|Marbled Godwit (Point Reyes, CA)|
The next bird in the review of rare Connecticut Valley birds is the Marbled Godwit discovered by Tom Gagnon on July 24, 1977. The sighting was the first (and so far only) sighting of this species in the valley. Here is the report of the sighting in Tom's words:
July 24, 1977Hadley Cove.The Hadley Cove as you know it today was VERY DIFFERENT back in the 70's comparing it with what we see now in 2012. For starters, the last three houses that are there today were not there. That area was someones vegetable plot and a small old gravel pit, with a dirt road that went down to the waters edge and you could stand there and look up the river. At that time there was a very big sandbar on the north side of the river just before the where the cove entrance is today. We always would fine some shorebirds there. That was why I was there that morning. My entry for that day reads:Marbled Godwit 1 Excellent look. This is a first for Western Massachusetts. I called many people and everyone came and saw it. (There was also an Upland Plover there with other regular shorebirds.)It rained on July 25th, but I saw the bird on the 26th and the late Bob Goodrich of Pittsfield saw it there on the 27th.
A few years after this great discovery, the river took away the sandbar it had created in the first place and it has never reappeared again to my knowledge.

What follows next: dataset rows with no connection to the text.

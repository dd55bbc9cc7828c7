//! Database models and schema initialization

pub mod init;
pub mod models;

pub use init::*;
pub use models::*;
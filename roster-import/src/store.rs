//! Roster persistence
//!
//! All statements that take a `&mut SqliteConnection` run on whatever
//! connection the caller hands in; the import path passes its open
//! transaction so lookups and writes share one snapshot.
//!
//! Multi-row statements are split into chunks of
//! `max_rows_per_statement` rows to stay under SQLite's bound-parameter limit.

use crate::error::ImportError;
use crate::planner::GroupToCreate;
use roster_common::db::{Group, GroupId, Student, StudentId};
use roster_common::ActorId;
use sqlx::sqlite::{Sqlite, SqliteConnection, SqliteRow};
use sqlx::{QueryBuilder, Row, SqlitePool, Transaction};
use std::collections::HashMap;

/// Columns written for one student by [`RosterStore::upsert_students`]
#[derive(Debug, Clone, PartialEq, Eq)]
pub struct StudentRow {
    /// `None` inserts a new row; `Some` overwrites that row
    pub id: Option<StudentId>,
    pub name: String,
    pub national_id: String,
    pub local_id: String,
    pub group_id: GroupId,
}

const STUDENT_SELECT: &str = r#"
    SELECT s.id, s.name, s.national_student_id, s.school_student_id,
           c.id AS class_id, c.name AS class_name
    FROM students s
    JOIN classes c ON c.id = s.class_id
"#;

/// Database repository for students and classes
#[derive(Clone)]
pub struct RosterStore {
    pool: SqlitePool,
    max_rows_per_statement: usize,
}

impl RosterStore {
    pub fn new(pool: SqlitePool, max_rows_per_statement: usize) -> Self {
        Self {
            pool,
            max_rows_per_statement: max_rows_per_statement.max(1),
        }
    }

    pub fn pool(&self) -> &SqlitePool {
        &self.pool
    }

    /// Start a transaction
    pub async fn begin(&self) -> Result<Transaction<'static, Sqlite>, ImportError> {
        Ok(self.pool.begin().await?)
    }

    /// Map national ids to student ids (soft-deleted rows included)
    pub async fn find_students_by_national_ids(
        &self,
        conn: &mut SqliteConnection,
        national_ids: &[String],
    ) -> Result<HashMap<String, StudentId>, ImportError> {
        let mut found = HashMap::with_capacity(national_ids.len());

        for chunk in national_ids.chunks(self.max_rows_per_statement) {
            let mut qb: QueryBuilder<Sqlite> = QueryBuilder::new(
                "SELECT id, national_student_id FROM students WHERE national_student_id IN (",
            );
            let mut separated = qb.separated(", ");
            for national_id in chunk {
                separated.push_bind(national_id.clone());
            }
            separated.push_unseparated(")");

            let rows: Vec<(StudentId, String)> = qb.build_query_as().fetch_all(&mut *conn).await?;
            found.extend(rows.into_iter().map(|(id, national_id)| (national_id, id)));
        }

        Ok(found)
    }

    /// Map class names to class ids (soft-deleted rows included)
    pub async fn find_groups_by_names(
        &self,
        conn: &mut SqliteConnection,
        names: &[String],
    ) -> Result<HashMap<String, GroupId>, ImportError> {
        let mut found = HashMap::with_capacity(names.len());

        for chunk in names.chunks(self.max_rows_per_statement) {
            let mut qb: QueryBuilder<Sqlite> =
                QueryBuilder::new("SELECT id, name FROM classes WHERE name IN (");
            let mut separated = qb.separated(", ");
            for name in chunk {
                separated.push_bind(name.clone());
            }
            separated.push_unseparated(")");

            let rows: Vec<(GroupId, String)> = qb.build_query_as().fetch_all(&mut *conn).await?;
            found.extend(rows.into_iter().map(|(id, name)| (name, id)));
        }

        Ok(found)
    }

    /// Active (not soft-deleted) class by name
    pub async fn find_active_group(
        &self,
        conn: &mut SqliteConnection,
        name: &str,
    ) -> Result<Option<Group>, ImportError> {
        let row = sqlx::query("SELECT id, name FROM classes WHERE name = ? AND deleted_at IS NULL")
            .bind(name)
            .fetch_optional(&mut *conn)
            .await?;

        row.map(|row| -> Result<Group, ImportError> {
            Ok(Group {
                id: row.try_get("id")?,
                name: row.try_get("name")?,
            })
        })
        .transpose()
    }

    /// Insert classes, returning them with their generated ids
    ///
    /// A name that already exists fails the statement with a unique violation.
    pub async fn create_groups(
        &self,
        conn: &mut SqliteConnection,
        groups: &[GroupToCreate],
    ) -> Result<Vec<Group>, ImportError> {
        let mut created = Vec::with_capacity(groups.len());

        for chunk in groups.chunks(self.max_rows_per_statement) {
            let mut qb: QueryBuilder<Sqlite> =
                QueryBuilder::new("INSERT INTO classes (name, created_by, updated_by) ");
            qb.push_values(chunk, |mut b, group| {
                b.push_bind(group.name.clone())
                    .push_bind(group.created_by)
                    .push_bind(group.created_by);
            });
            qb.push(" RETURNING id, name");

            let rows: Vec<(GroupId, String)> = qb.build_query_as().fetch_all(&mut *conn).await?;
            created.extend(rows.into_iter().map(|(id, name)| Group { id, name }));
        }

        // RETURNING order is unspecified; report in insertion order
        let position: HashMap<&str, usize> = groups
            .iter()
            .enumerate()
            .map(|(i, g)| (g.name.as_str(), i))
            .collect();
        created.sort_by_key(|g| position.get(g.name.as_str()).copied().unwrap_or(usize::MAX));

        Ok(created)
    }

    /// Clear the soft-delete marker of the given classes
    pub async fn restore_groups(
        &self,
        conn: &mut SqliteConnection,
        ids: &[GroupId],
        actor_id: ActorId,
    ) -> Result<u64, ImportError> {
        let mut restored = 0;

        for chunk in ids.chunks(self.max_rows_per_statement) {
            let mut qb: QueryBuilder<Sqlite> = QueryBuilder::new(
                "UPDATE classes SET deleted_at = NULL, deleted_by = NULL, updated_at = CURRENT_TIMESTAMP, updated_by = ",
            );
            qb.push_bind(actor_id);
            qb.push(" WHERE deleted_at IS NOT NULL AND id IN (");
            let mut separated = qb.separated(", ");
            for id in chunk {
                separated.push_bind(*id);
            }
            separated.push_unseparated(")");

            restored += qb.build().execute(&mut *conn).await?.rows_affected();
        }

        Ok(restored)
    }

    /// Insert or overwrite students in as few statements as possible
    ///
    /// Rows with an id overwrite that student (restoring it if soft-deleted);
    /// rows without one are inserted. A new row whose national id is already
    /// taken fails with a unique violation. Returns `(id, national_id)` pairs.
    pub async fn upsert_students(
        &self,
        conn: &mut SqliteConnection,
        rows: &[StudentRow],
        actor_id: ActorId,
    ) -> Result<Vec<(StudentId, String)>, ImportError> {
        let mut written = Vec::with_capacity(rows.len());

        for chunk in rows.chunks(self.max_rows_per_statement) {
            let mut qb: QueryBuilder<Sqlite> = QueryBuilder::new(
                "INSERT INTO students (id, name, school_student_id, national_student_id, class_id, created_by, updated_by) ",
            );
            qb.push_values(chunk, |mut b, row| {
                b.push_bind(row.id)
                    .push_bind(row.name.clone())
                    .push_bind(row.local_id.clone())
                    .push_bind(row.national_id.clone())
                    .push_bind(row.group_id)
                    .push_bind(actor_id)
                    .push_bind(actor_id);
            });
            qb.push(
                r#"
                ON CONFLICT(id) DO UPDATE SET
                    name = excluded.name,
                    school_student_id = excluded.school_student_id,
                    national_student_id = excluded.national_student_id,
                    class_id = excluded.class_id,
                    updated_by = excluded.updated_by,
                    updated_at = CURRENT_TIMESTAMP,
                    deleted_at = NULL,
                    deleted_by = NULL
                RETURNING id, national_student_id
                "#,
            );

            let returned: Vec<(StudentId, String)> =
                qb.build_query_as().fetch_all(&mut *conn).await?;
            written.extend(returned);
        }

        Ok(written)
    }

    /// Load students with their class, in the order of `national_ids`
    pub async fn load_students(
        &self,
        conn: &mut SqliteConnection,
        national_ids: &[String],
    ) -> Result<Vec<Student>, ImportError> {
        let mut by_key: HashMap<String, Student> = HashMap::with_capacity(national_ids.len());

        for chunk in national_ids.chunks(self.max_rows_per_statement) {
            let mut qb: QueryBuilder<Sqlite> = QueryBuilder::new(STUDENT_SELECT);
            qb.push(" WHERE s.national_student_id IN (");
            let mut separated = qb.separated(", ");
            for national_id in chunk {
                separated.push_bind(national_id.clone());
            }
            separated.push_unseparated(")");

            for row in qb.build().fetch_all(&mut *conn).await? {
                let student = student_from_row(&row)?;
                by_key.insert(student.national_student_id.clone(), student);
            }
        }

        national_ids
            .iter()
            .map(|key| {
                by_key.remove(key).ok_or_else(|| {
                    ImportError::Internal(format!("Student {} missing after write", key))
                })
            })
            .collect()
    }

    /// Student by national id, any deletion state
    pub async fn find_student_any(
        &self,
        conn: &mut SqliteConnection,
        national_id: &str,
    ) -> Result<Option<StudentId>, ImportError> {
        let id: Option<StudentId> =
            sqlx::query_scalar("SELECT id FROM students WHERE national_student_id = ?")
            .bind(national_id)
            .fetch_optional(&mut *conn)
            .await?;
        Ok(id)
    }

    /// Active student by national id
    pub async fn find_active_student(
        &self,
        conn: &mut SqliteConnection,
        national_id: &str,
    ) -> Result<Option<Student>, ImportError> {
        let mut qb: QueryBuilder<Sqlite> = QueryBuilder::new(STUDENT_SELECT);
        qb.push(" WHERE s.deleted_at IS NULL AND s.national_student_id = ");
        qb.push_bind(national_id.to_string());

        qb.build()
            .fetch_optional(&mut *conn)
            .await?
            .map(|row| student_from_row(&row))
            .transpose()
    }

    /// Active student by national id, on a pooled connection
    pub async fn find_student(&self, national_id: &str) -> Result<Option<Student>, ImportError> {
        let mut conn = self.pool.acquire().await?;
        self.find_active_student(&mut conn, national_id).await
    }

    /// Mark a student deleted by `actor_id`
    pub async fn soft_delete_student(
        &self,
        conn: &mut SqliteConnection,
        id: StudentId,
        actor_id: ActorId,
    ) -> Result<bool, ImportError> {
        let result = sqlx::query(
            r#"
            UPDATE students
            SET deleted_at = CURRENT_TIMESTAMP, deleted_by = ?
            WHERE id = ? AND deleted_at IS NULL
            "#,
        )
        .bind(actor_id)
        .bind(id)
        .execute(&mut *conn)
        .await?;

        Ok(result.rows_affected() == 1)
    }
}

fn student_from_row(row: &SqliteRow) -> Result<Student, ImportError> {
    Ok(Student {
        id: row.try_get("id")?,
        name: row.try_get("name")?,
        national_student_id: row.try_get("national_student_id")?,
        school_student_id: row.try_get("school_student_id")?,
        group: Group {
            id: row.try_get("class_id")?,
            name: row.try_get("class_name")?,
        },
    })
}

Hadley Cove continues to produce some great sightings but the access to the area is very limited now that several houses have been built here. It is a truly great spot for waterfowl in migration and during mild winters (like this year). At least 15 species of waterfowl have been seen in this very small area over the last several years including notables such as Greater White-fronted Goose, Snow Goose, and Gadwall. It is no longer as much of a shorebird hotspot as it once was but given low water levels in the river some fairly large mudflats occur which could attract any of a variety of shorebird species at the right time of year.